Santiago Rodríguez
Sobre el conferencista
Sin la leucemia no sería capaz de mirar lo que soy hoy. El hombre detrás de la risa
Hay algo que Santiago Rodríguez sabe hacer mejor que casi nadie: entrar a un lugar y hacer que la gente se sienta menos sola. No con chistes. No con efectos. Con algo más difícil de fabricar y más difícil de olvidar: la verdad dicha sin drama.
Durante décadas, los colombianos lo han visto en televisión —en Casados con Hijos, El Man es Germán, La Vuelta al Mundo en 80 Risas— sin saber que detrás de ese talento para conectar con la gente había un hombre que raramente se detenía a conectar consigo mismo. Santiago vivía en el correcorre: teatro, televisión y radio al mismo tiempo, todos los días, hasta los fines de semana. Una vida llena hacia afuera. Vacía, en algunos sentidos, hacia adentro.
La pausa no llegó por decisión propia. Llegó en forma de diagnóstico: leucemia. Una de las más agresivas. La que requiere trasplante de médula urgente.
Lo que vino después —meses de quimioterapia, aislamiento, trasplante, pérdida de treinta kilos, recuperación lenta— podría contarse como una historia de supervivencia. Pero Santiago no lo cuenta así. Porque lo más importante no fue sobrevivir. Fue lo que descubrió mientras lo hacía.
El miedo más profundo que sintió no era a morirse. Era a dejar a sus hijos en la mitad del camino. Esa distinción importa: habla de un hombre que, en el momento más vulnerable de su vida, descubrió que lo que más le dolía no era perder su carrera ni su reconocimiento, sino perder sus vínculos. La leucemia le reveló, sin anestesia, lo que de verdad era prioritario.

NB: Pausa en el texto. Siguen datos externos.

//! # Estimator Configuration
//!
//! ## Configuration Sources
//! ```text
//! ┌─────────────────────────────────────────────────────────────────────────┐
//! │                    Configuration Priority                               │
//! │                                                                         │
//! │  1. Environment Variables (highest priority)                           │
//! │     DINE_DEFAULT_TAX_RATE=8.5                                          │
//! │     DINE_DEFAULT_TIP=20                                                │
//! │                                                                         │
//! │  2. TOML Config File                                                   │
//! │     ~/.config/dine-assistant/estimator.toml (Linux)                    │
//! │     ~/Library/Application Support/com.dine.assistant/estimator.toml    │
//! │                                                                         │
//! │  3. Default Values (lowest priority)                                   │
//! │     built-in city table, 8% fallback, 18% tip                          │
//! └─────────────────────────────────────────────────────────────────────────┘
//! ```
//!
//! ## Configuration File Format
//! ```toml
//! [tax]
//! default_rate = 8.0
//!
//! # When present, replaces the built-in city table (order = lookup order)
//! [[tax.jurisdictions]]
//! key = "toronto"
//! rate = 13.0
//!
//! [tip]
//! default_percentage = 18
//!
//! [session]
//! notify_unchanged = true
//! default_party_size = 2
//! ```

use serde::{Deserialize, Serialize};
use std::path::PathBuf;
use tracing::{debug, info, warn};

use dine_core::jurisdiction::DEFAULT_TAX_RATE_BPS;
use dine_core::tip::DEFAULT_TIP_PERCENTAGE;
use dine_core::validation::validate_tax_rate;
use dine_core::{Percentage, TaxJurisdiction, TaxTable, TipPolicy, TIP_PRESETS};

use crate::error::{SessionError, SessionResult};

// =============================================================================
// Tax Settings
// =============================================================================

/// One configured jurisdiction row.
#[derive(Debug, Clone, PartialEq, Serialize, Deserialize)]
pub struct JurisdictionEntry {
    /// Substring looked for in the location (case-insensitive).
    pub key: String,

    /// Sales tax percentage.
    pub rate: f64,
}

#[derive(Debug, Clone, PartialEq, Serialize, Deserialize)]
pub struct TaxSettings {
    /// Rate used when no jurisdiction matches.
    #[serde(default = "default_tax_rate")]
    pub default_rate: f64,

    /// Replacement table. Empty keeps the built-in cities.
    #[serde(default)]
    pub jurisdictions: Vec<JurisdictionEntry>,
}

fn default_tax_rate() -> f64 {
    f64::from(DEFAULT_TAX_RATE_BPS) / 100.0
}

impl Default for TaxSettings {
    fn default() -> Self {
        TaxSettings {
            default_rate: default_tax_rate(),
            jurisdictions: Vec::new(),
        }
    }
}

// =============================================================================
// Tip Settings
// =============================================================================

#[derive(Debug, Clone, PartialEq, Serialize, Deserialize)]
pub struct TipSettings {
    /// Tip selected when a session starts.
    /// A preset value selects the preset button; anything else is custom.
    #[serde(default = "default_tip_percentage")]
    pub default_percentage: f64,
}

fn default_tip_percentage() -> f64 {
    f64::from(DEFAULT_TIP_PERCENTAGE)
}

impl Default for TipSettings {
    fn default() -> Self {
        TipSettings {
            default_percentage: default_tip_percentage(),
        }
    }
}

// =============================================================================
// Session Settings
// =============================================================================

#[derive(Debug, Clone, PartialEq, Serialize, Deserialize)]
pub struct SessionSettings {
    /// Call observers even when the result equals the previous one.
    #[serde(default = "default_true")]
    pub notify_unchanged: bool,

    /// Party size before the UI supplies one.
    #[serde(default = "default_party_size")]
    pub default_party_size: i64,
}

fn default_true() -> bool {
    true
}

fn default_party_size() -> i64 {
    2
}

impl Default for SessionSettings {
    fn default() -> Self {
        SessionSettings {
            notify_unchanged: default_true(),
            default_party_size: default_party_size(),
        }
    }
}

// =============================================================================
// Main Configuration
// =============================================================================

/// Complete estimator configuration.
#[derive(Debug, Clone, Default, PartialEq, Serialize, Deserialize)]
pub struct EstimatorConfig {
    #[serde(default)]
    pub tax: TaxSettings,

    #[serde(default)]
    pub tip: TipSettings,

    #[serde(default)]
    pub session: SessionSettings,
}

impl EstimatorConfig {
    /// Loads configuration from file, environment, and defaults.
    ///
    /// ## Load Order (later overrides earlier)
    /// 1. Default values
    /// 2. Config file (estimator.toml)
    /// 3. Environment variables
    pub fn load(config_path: Option<PathBuf>) -> SessionResult<Self> {
        let mut config = Self::default();

        if let Some(path) = config_path.or_else(Self::default_config_path) {
            if path.exists() {
                info!(?path, "Loading estimator config from file");
                let contents = std::fs::read_to_string(&path)?;
                config = toml::from_str(&contents)?;
            } else {
                debug!(?path, "Config file not found, using defaults");
            }
        }

        config.apply_env_overrides();
        config.validate()?;

        Ok(config)
    }

    /// Loads config or returns default if load fails.
    pub fn load_or_default(config_path: Option<PathBuf>) -> Self {
        Self::load(config_path).unwrap_or_else(|e| {
            warn!("Failed to load estimator config: {}. Using defaults.", e);
            Self::default()
        })
    }

    /// Saves configuration to file.
    pub fn save(&self, config_path: Option<PathBuf>) -> SessionResult<()> {
        let path = config_path
            .or_else(Self::default_config_path)
            .ok_or_else(|| SessionError::ConfigSaveFailed("No config path available".into()))?;

        if let Some(parent) = path.parent() {
            std::fs::create_dir_all(parent)?;
        }

        let contents = toml::to_string_pretty(self)?;
        std::fs::write(&path, contents)?;

        info!(?path, "Estimator config saved");
        Ok(())
    }

    /// Validates the configuration.
    pub fn validate(&self) -> SessionResult<()> {
        let default_rate = Percentage::from_f64(self.tax.default_rate)?;
        validate_tax_rate(default_rate).map_err(|_| {
            SessionError::InvalidConfig(format!(
                "tax.default_rate must be between 0 and 100, got {}",
                self.tax.default_rate
            ))
        })?;

        for entry in &self.tax.jurisdictions {
            if entry.key.trim().is_empty() {
                return Err(SessionError::InvalidConfig(
                    "tax.jurisdictions entries need a non-empty key".into(),
                ));
            }

            let rate = Percentage::from_f64(entry.rate)?;
            validate_tax_rate(rate).map_err(|_| {
                SessionError::InvalidConfig(format!(
                    "rate for '{}' must be between 0 and 100, got {}",
                    entry.key, entry.rate
                ))
            })?;
        }

        Percentage::from_f64(self.tip.default_percentage)?;

        if self.session.default_party_size < 1 {
            return Err(SessionError::InvalidConfig(
                "session.default_party_size must be at least 1".into(),
            ));
        }

        Ok(())
    }

    /// Builds the jurisdiction table this configuration describes.
    pub fn tax_table(&self) -> SessionResult<TaxTable> {
        let default_rate = Percentage::from_f64(self.tax.default_rate)?;

        if self.tax.jurisdictions.is_empty() {
            return Ok(TaxTable::builtin().clone().with_default_rate(default_rate));
        }

        let jurisdictions = self
            .tax
            .jurisdictions
            .iter()
            .map(|entry| Ok(TaxJurisdiction::new(&entry.key, Percentage::from_f64(entry.rate)?)))
            .collect::<SessionResult<Vec<_>>>()?;

        Ok(TaxTable::new(jurisdictions, default_rate))
    }

    /// The tip policy a new session starts with.
    pub fn initial_tip(&self) -> SessionResult<TipPolicy> {
        let pct = Percentage::from_f64(self.tip.default_percentage)?;

        let preset = TIP_PRESETS
            .iter()
            .copied()
            .find(|p| Percentage::whole(*p) == pct);

        match preset {
            Some(p) => Ok(TipPolicy::preset(p)?),
            None => Ok(TipPolicy::custom(pct)),
        }
    }

    /// Applies environment variable overrides.
    fn apply_env_overrides(&mut self) {
        self.apply_overrides_from(|key| std::env::var(key).ok());
    }

    /// Applies overrides from any key lookup (the environment in production).
    fn apply_overrides_from<F>(&mut self, lookup: F)
    where
        F: Fn(&str) -> Option<String>,
    {
        if let Some(rate) = lookup("DINE_DEFAULT_TAX_RATE") {
            match rate.trim().parse::<f64>() {
                Ok(r) => {
                    debug!(rate = r, "Overriding default tax rate from environment");
                    self.tax.default_rate = r;
                }
                Err(_) => warn!(value = %rate, "Ignoring unparseable DINE_DEFAULT_TAX_RATE"),
            }
        }

        if let Some(tip) = lookup("DINE_DEFAULT_TIP") {
            match tip.trim().trim_end_matches('%').parse::<f64>() {
                Ok(t) => {
                    debug!(tip = t, "Overriding default tip from environment");
                    self.tip.default_percentage = t;
                }
                Err(_) => warn!(value = %tip, "Ignoring unparseable DINE_DEFAULT_TIP"),
            }
        }

        if let Some(flag) = lookup("DINE_NOTIFY_UNCHANGED") {
            match flag.to_lowercase().as_str() {
                "1" | "true" | "yes" => self.session.notify_unchanged = true,
                "0" | "false" | "no" => self.session.notify_unchanged = false,
                _ => warn!(value = %flag, "Unknown DINE_NOTIFY_UNCHANGED value"),
            }
        }
    }

    /// Returns the default config file path.
    fn default_config_path() -> Option<PathBuf> {
        directories::ProjectDirs::from("com", "dine", "assistant")
            .map(|dirs| dirs.config_dir().join("estimator.toml"))
    }
}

Encerrado en una habitación donde solo podían entrar una o dos personas al día, sin control sobre su propio cuerpo, dependiendo de enfermeras para bañarse, para ir al baño, para existir, Santiago aprendió algo que después no pudo desaprender: la fragilidad es universal, y fingir que no lo es cuesta demasiado. «Sentir esa fragilidad… eso se le queda a uno para toda la vida», dice.
Pero no se quedó paralizado en ella. Tomó una agenda —regalo de su hermano que no pudo donar médula y quiso hacer algo— y empezó a escribir todo lo que sentía. Le hablaba a sus órganos. Le decía a su hígado, el que más resistía, que aguantara. Se reía de sí mismo cuando los corticoides lo hinchaban y ya no podía caminar bien. Le decía a su hijo pequeño, cuando este lo miraba sin reconocerlo: «Hola, soy tu nuevo papá.» El humor no era un escudo. Era una forma de hacerse amable la vida en medio de lo inhabitable.
De ese proceso salió con aprendizajes que no vienen en ningún libro de liderazgo. Salió sabiendo que el amor no es porras ni frases de aliento, sino a veces simplemente alguien que se queda callado al lado y le da a uno la mano. Salió sabiendo que aprender a decir que no libera, que la validación externa es una trampa, y que todos —el gerente, el famoso, el afamado actor— van en la misma caja al final. Salió, sobre todo, con una pregunta que todavía lo habita: ¿Por qué yo seguí vivo? ¿Qué hice para merecer esto? No como culpa, sino como responsabilidad. Como brújula.
Hoy, más de siete años después, Santiago sube a escenarios en empresas, instituciones y comunidades a hablar de todo eso. No llega con presentaciones pulidas ni promesas de transformación en tres pasos. Llega con lo que tiene: una historia real, contada sin artificio, sobre lo que pasa cuando la vida te obliga a detenerte y mirarte por primera vez con honestidad.
Lo que mueve en una sala no es la enfermedad. Es el reconocimiento. La gente que lo escucha no piensa en leucemia: piensa en sus propios miedos sin nombre, en el cansancio de vivir hacia afuera, en las relaciones que descuida, en los «no» que nunca se atreve a decir. Santiago les habla de eso. Y lo hace desde el único lugar desde donde esas palabras tienen peso real: desde haberlo vivido.
«Yo nunca me comí el cuento de la televisión», dice. «A raíz de la leucemia volví a ser quien era… un ser humano cualquiera.»
Esa frase no es modestia. Es precisamente lo que lo hace extraordinario frente a una audiencia. En un mundo de voces que compiten por parecer más grandes, Santiago Rodríguez llegó a ser más pequeño, más honesto, más humano. Y desde ahí, conecta con todo el mundo.